- Born: late 1880s
- Died: Unknown
- Genres: Country blues
- Occupation: Musician
- Instruments: Vocal; Guitar; Mandolin;

= Coley Jones =

American country blues mandolin player

Coley Jones (late 1880s - Unknown) was an American country blues mandolin player popular in Dallas, Texas, in the 1920s. Much of Jones's background, such as his residency, date of birth, and death are obscure, but he is best remembered for leading and recording with The Dallas String Band, with their most known song being the traditional Irish folk tune, "Drunkard's Special."

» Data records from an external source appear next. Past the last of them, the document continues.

//! Audiobook browser and player.
//!
//! The file list scans `/audiobooks` on first entry (through the metadata
//! cache, see [`library::Library`]). Opening a file hands it to the shared
//! [`AudioPipeline`](playback::AudioPipeline) in the [`Context`], which keeps
//! playing while the user is on other screens.

use core::fmt::Write as _;

use embedded_graphics::pixelcolor::BinaryColor;
use embedded_graphics::prelude::DrawTarget;
use heapless::String;
use library::title::from_file_name;
use library::track::bounded;
use library::{Library, MediaKind, TagParser, TrackTags};
use platform::config::AUDIOBOOK_ROOT;
use platform::storage::{join, NameBuf, PathBuf};
use playback::volume::volume_key;
use ui::keys::{is_back, KEY_ENTER};
use ui::screen::AudiobookMode;
use ui::PlaybackState;

use super::{Context, ListCursor, Outcome, Screen, View};
use crate::board::Board;
use crate::error::AppError;
use crate::render::{Frame, BODY_ROWS};

/// Redraw period of the player while it shows a moving clock.
pub const PLAYER_REFRESH_MS: u32 = 1_000;

/// Redraw period of the player when nothing moves.
pub const PLAYER_IDLE_REFRESH_MS: u32 = 5_000;

/// Redraw period of the file list.
pub const LIST_REFRESH_MS: u32 = 2_000;

const LIST_TOP: usize = 2;
const LIST_ROWS: usize = BODY_ROWS - LIST_TOP;

/// Audiobook screen.
pub struct Audiobook<B: Board> {
    library: Library,
    tags: B::Tags,
    mode: AudiobookMode,
    cursor: ListCursor,
    scanned: bool,
}

impl<B: Board> Audiobook<B> {
    /// Screen that scans on first poll.
    pub fn new(tags: B::Tags) -> Self {
        Self {
            library: Library::new(),
            tags,
            mode: AudiobookMode::FileList,
            cursor: ListCursor::default(),
            scanned: false,
        }
    }

    /// Current sub-mode.
    pub fn mode(&self) -> AudiobookMode {
        self.mode
    }

    /// Directory listing.
    pub fn library(&self) -> &Library {
        &self.library
    }

    /// The open book was closed elsewhere (Escape).
    pub fn book_closed(&mut self) {
        self.mode = AudiobookMode::FileList;
    }

    async fn parse_tags(&mut self, cx: &mut Context<B>, dir: &str, name: &str) -> Result<TrackTags, AppError> {
        let path: PathBuf = join(dir, name)?;
        let kind = MediaKind::from_name(name).unwrap_or(MediaKind::Mp3);
        let mut tags = match self.tags.parse(&mut cx.sd, &path, kind).await {
            Ok(tags) => tags,
            Err(e) => {
                tracing::warn!("audiobook: tags of {} unreadable: {:?}", name, e);
                TrackTags::default()
            }
        };
        tags.normalize();
        if tags.title.is_empty() {
            tags.title = from_file_name(name, dir != AUDIOBOOK_ROOT);
        }
        Ok(tags)
    }

    async fn open_file(&mut self, cx: &mut Context<B>, index: usize) -> Result<Outcome, AppError> {
        let Some(row) = self.library.row(index).cloned() else {
            return Ok(Outcome::Ignored);
        };
        let dir: PathBuf = bounded(self.library.dir());
        let mut tags = self.parse_tags(cx, &dir, &row.name).await?;
        if !row.title.is_empty() {
            tags.title = row.title.clone();
        }
        if tags.author.is_empty() {
            tags.author = row.author.clone();
        }
        let playlist = playback::Playlist::new(self.library.playable(), &row.name);
        cx.audio.open(&mut cx.sd, &dir, &row.name, &tags, playlist).await?;
        self.mode = AudiobookMode::Player;
        Ok(Outcome::Handled)
    }

    async fn list_key(&mut self, key: u8, cx: &mut Context<B>) -> Result<Outcome, AppError> {
        if self.cursor.handle(key, self.library.rows().len()) {
            return Ok(Outcome::Handled);
        }
        if is_back(key) {
            if self.library.at_root() {
                return Ok(Outcome::Back);
            }
            // Row 0 is ".." inside a sub-directory.
            self.library.open_row(&mut cx.sd, &mut self.tags, 0).await?;
            self.cursor.reset();
            return Ok(Outcome::Handled);
        }
        match key {
            KEY_ENTER => {
                let index = self.cursor.index;
                let Some(row) = self.library.row(index) else {
                    return Ok(Outcome::Ignored);
                };
                if row.is_dir() {
                    self.library.open_row(&mut cx.sd, &mut self.tags, index).await?;
                    self.cursor.reset();
                    Ok(Outcome::Handled)
                } else {
                    self.open_file(cx, index).await
                }
            }
            b'p' | b'P' if cx.audio.is_open() => {
                self.mode = AudiobookMode::Player;
                Ok(Outcome::Handled)
            }
            b'r' | b'R' => {
                self.library.invalidate();
                self.scanned = false;
                Ok(Outcome::Handled)
            }
            _ => Ok(Outcome::Ignored),
        }
    }

    async fn next_track(&mut self, cx: &mut Context<B>) -> Result<Outcome, AppError> {
        let mut playlist = cx.audio.playlist().clone();
        let Some(next) = playlist.advance().map(bounded::<{ platform::storage::MAX_NAME }>) else {
            cx.say("Last track");
            return Ok(Outcome::Handled);
        };
        let next: NameBuf = next;
        let Some(dir) = cx.audio.book().map(|b| b.dir.clone()) else {
            return Ok(Outcome::Ignored);
        };
        let was_active = cx.audio.is_active();
        let tags = self.parse_tags(cx, &dir, &next).await?;
        cx.audio.open(&mut cx.sd, &dir, &next, &tags, playlist).await?;
        if was_active {
            let now = cx.now();
            cx.audio.play(&mut cx.sd, &mut cx.delay, now).await?;
        }
        Ok(Outcome::Handled)
    }

    async fn player_key(&mut self, key: u8, cx: &mut Context<B>) -> Result<Outcome, AppError> {
        let now = cx.now();
        if let Some(vk) = volume_key(key) {
            cx.audio.adjust_volume(vk);
            return Ok(Outcome::Handled);
        }
        if is_back(key) {
            self.mode = AudiobookMode::FileList;
            self.library.refresh_bookmarks(&mut cx.sd).await?;
            return Ok(Outcome::Handled);
        }
        match key {
            KEY_ENTER => {
                cx.audio.toggle(&mut cx.sd, &mut cx.delay, now).await?;
                Ok(Outcome::Handled)
            }
            b'[' | b']' => {
                if !cx.audio.seek_chapter(key == b']', now) {
                    cx.say("No chapter there");
                }
                Ok(Outcome::Handled)
            }
            b'n' | b'N' => self.next_track(cx).await,
            b'z' | b'Z' => {
                let armed = cx.audio.toggle_sleep(now);
                cx.say(if armed { "Sleep timer 45 min" } else { "Sleep timer off" });
                Ok(Outcome::Handled)
            }
            _ => Ok(Outcome::Ignored),
        }
    }

    fn render_list<D>(&mut self, frame: &mut Frame<'_, D>) -> Result<u32, D::Error>
    where
        D: DrawTarget<Color = BinaryColor>,
    {
        frame.text(0, 0, self.library.dir())?;
        if !self.scanned {
            frame.text(0, LIST_TOP, "Scanning...")?;
            frame.hint("q back")?;
            return Ok(LIST_REFRESH_MS);
        }
        let rows = self.library.rows();
        if rows.is_empty() {
            frame.text(0, LIST_TOP, "No audiobooks found.")?;
            frame.text(0, LIST_TOP + 2, "Copy .m4b, .mp3 or .wav files")?;
            frame.text(0, LIST_TOP + 3, "to /audiobooks on the SD card.")?;
            frame.hint("q back  r rescan")?;
            return Ok(LIST_REFRESH_MS);
        }
        let window = self.cursor.visible(rows.len(), LIST_ROWS);
        for (line_no, i) in window.enumerate() {
            let Some(entry) = rows.get(i) else { break };
            let mut line: String<80> = String::new();
            if entry.is_dir() {
                let _ = write!(line, "[{}]", entry.title);
            } else {
                let mark = if entry.has_bookmark { '*' } else { ' ' };
                let _ = write!(line, "{}{}", mark, entry.title);
                if !entry.author.is_empty() {
                    let _ = write!(line, " - {}", entry.author);
                }
            }
            frame.row(LIST_TOP + line_no, &line, i == self.cursor.index)?;
        }
        frame.hint("Enter open  p player  q back")?;
        Ok(LIST_REFRESH_MS)
    }

    fn render_player<D>(&mut self, frame: &mut Frame<'_, D>, view: &View) -> Result<u32, D::Error>
    where
        D: DrawTarget<Color = BinaryColor>,
    {
        let Some(audio) = &view.audio else {
            frame.text(0, 2, "No book open")?;
            frame.hint("q list")?;
            return Ok(PLAYER_IDLE_REFRESH_MS);
        };
        let p = &audio.player;
        frame.title(0, &audio.title)?;
        frame.text(0, 2, &audio.author)?;
        if audio.tracks > 1 {
            let mut line: String<24> = String::new();
            let _ = write!(line, "Track {}/{}", audio.track, audio.tracks);
            frame.text(0, 3, &line)?;
        }
        frame.text(0, 5, &p.chapter)?;
        frame.text(0, 6, p.state)?;
        frame.text(0, 8, &p.time)?;
        frame.progress(9, p.progress_permille)?;
        frame.text(0, 11, &p.volume)?;
        frame.text(0, 12, &p.sleep)?;
        frame.hint("Enter play  [ ] ch  +/- vol  z sleep")?;
        if audio.state == PlaybackState::Playing {
            Ok(PLAYER_REFRESH_MS)
        } else {
            Ok(PLAYER_IDLE_REFRESH_MS)
        }
    }
}

impl<B: Board> Screen<B> for Audiobook<B> {
    async fn handle_input(&mut self, key: u8, cx: &mut Context<B>) -> Result<Outcome, AppError> {
        match self.mode {
            AudiobookMode::FileList => self.list_key(key, cx).await,
            AudiobookMode::Player => self.player_key(key, cx).await,
        }
    }

    async fn poll(&mut self, cx: &mut Context<B>) -> Result<Outcome, AppError> {
        if self.scanned {
            return Ok(Outcome::Ignored);
        }
        self.scanned = true;
        let dir: PathBuf = bounded(self.library.dir());
        self.library.enter(&mut cx.sd, &mut self.tags, &dir).await?;
        tracing::info!(
            "audiobook: {} rows, {} cached, {} parsed",
            self.library.rows().len(),
            self.library.cache_hits(),
            self.library.parsed()
        );
        self.cursor.reset();
        Ok(Outcome::Handled)
    }

    fn render<D>(&mut self, frame: &mut Frame<'_, D>, view: &View) -> Result<u32, D::Error>
    where
        D: DrawTarget<Color = BinaryColor>,
    {
        match self.mode {
            AudiobookMode::FileList => self.render_list(frame),
            AudiobookMode::Player => self.render_player(frame, view),
        }
    }
}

Jones was born sometime in the late-1880s, in Texas, and was associated with music at an early age, first with his family ensemble, which was led by his father, guitarist Coley Jones Senior. With Coley Jones split between duties as the mandolin player and an additional guitarist, the group ventured to performances in various dances, outside theaters, and town squares throughout the state. In 1903, it was first confirmed, through tentative documentation, that Jones had established residency in Dallas, where he was known to reside, until the end of the 1920s, and is presumed to remain for the majority of his life since nothing verifies a change of location. During that time, Jones began his professional career as a member of a traveling minstrel show.

Between December 1927 and December 1929, Jones recorded compositions for Columbia Records, first as a solo act accompanying himself with guitar and providing vocals. Among the songs was "Drunkard's Special," which originated (as stated above) from Irish folk music ballads, with alternate titles including "The Merry Cuckold and the Kind Wife" and "Three Nights Drunk." Jones's version later was featured on Harry Smith's prominent compilation album, Anthology of American Folk Music, in 1952, along with many of his contemporaries' recordings. Jones track, "Dallas Rag", best exemplified his expertise at mandolin playing. In addition, Jones was an in-demand session musician, as he worked as a guitarist on tracks by Bobbie Cadillac and Texas Bill Day. His conspicuous presence in the music scene saw Jones as a transitional musical figure, resulting in a distinct Texas-influenced blues sound.

All the while, Jones was involved in the group, the Satisfied Five, which included Herbert Cowans, and used to broadcast live from Baker Hotel and radio station WFAA. At approximately the same timeframe, Jones was also a member of the Dallas String Band, alongside Marco Washington on double bass, Sam Harris on guitar and several sidemen. The band produced ten sides during their existence, with each one displaying the group's complex instrumental abilities. The Dallas Strings later evolved into the Coley Jones String Band, notably for including T-Bone Walker. By the end of 1929, no further documentation of Jones is found though it is generally thought he still was performing in Dallas well into the 1930s.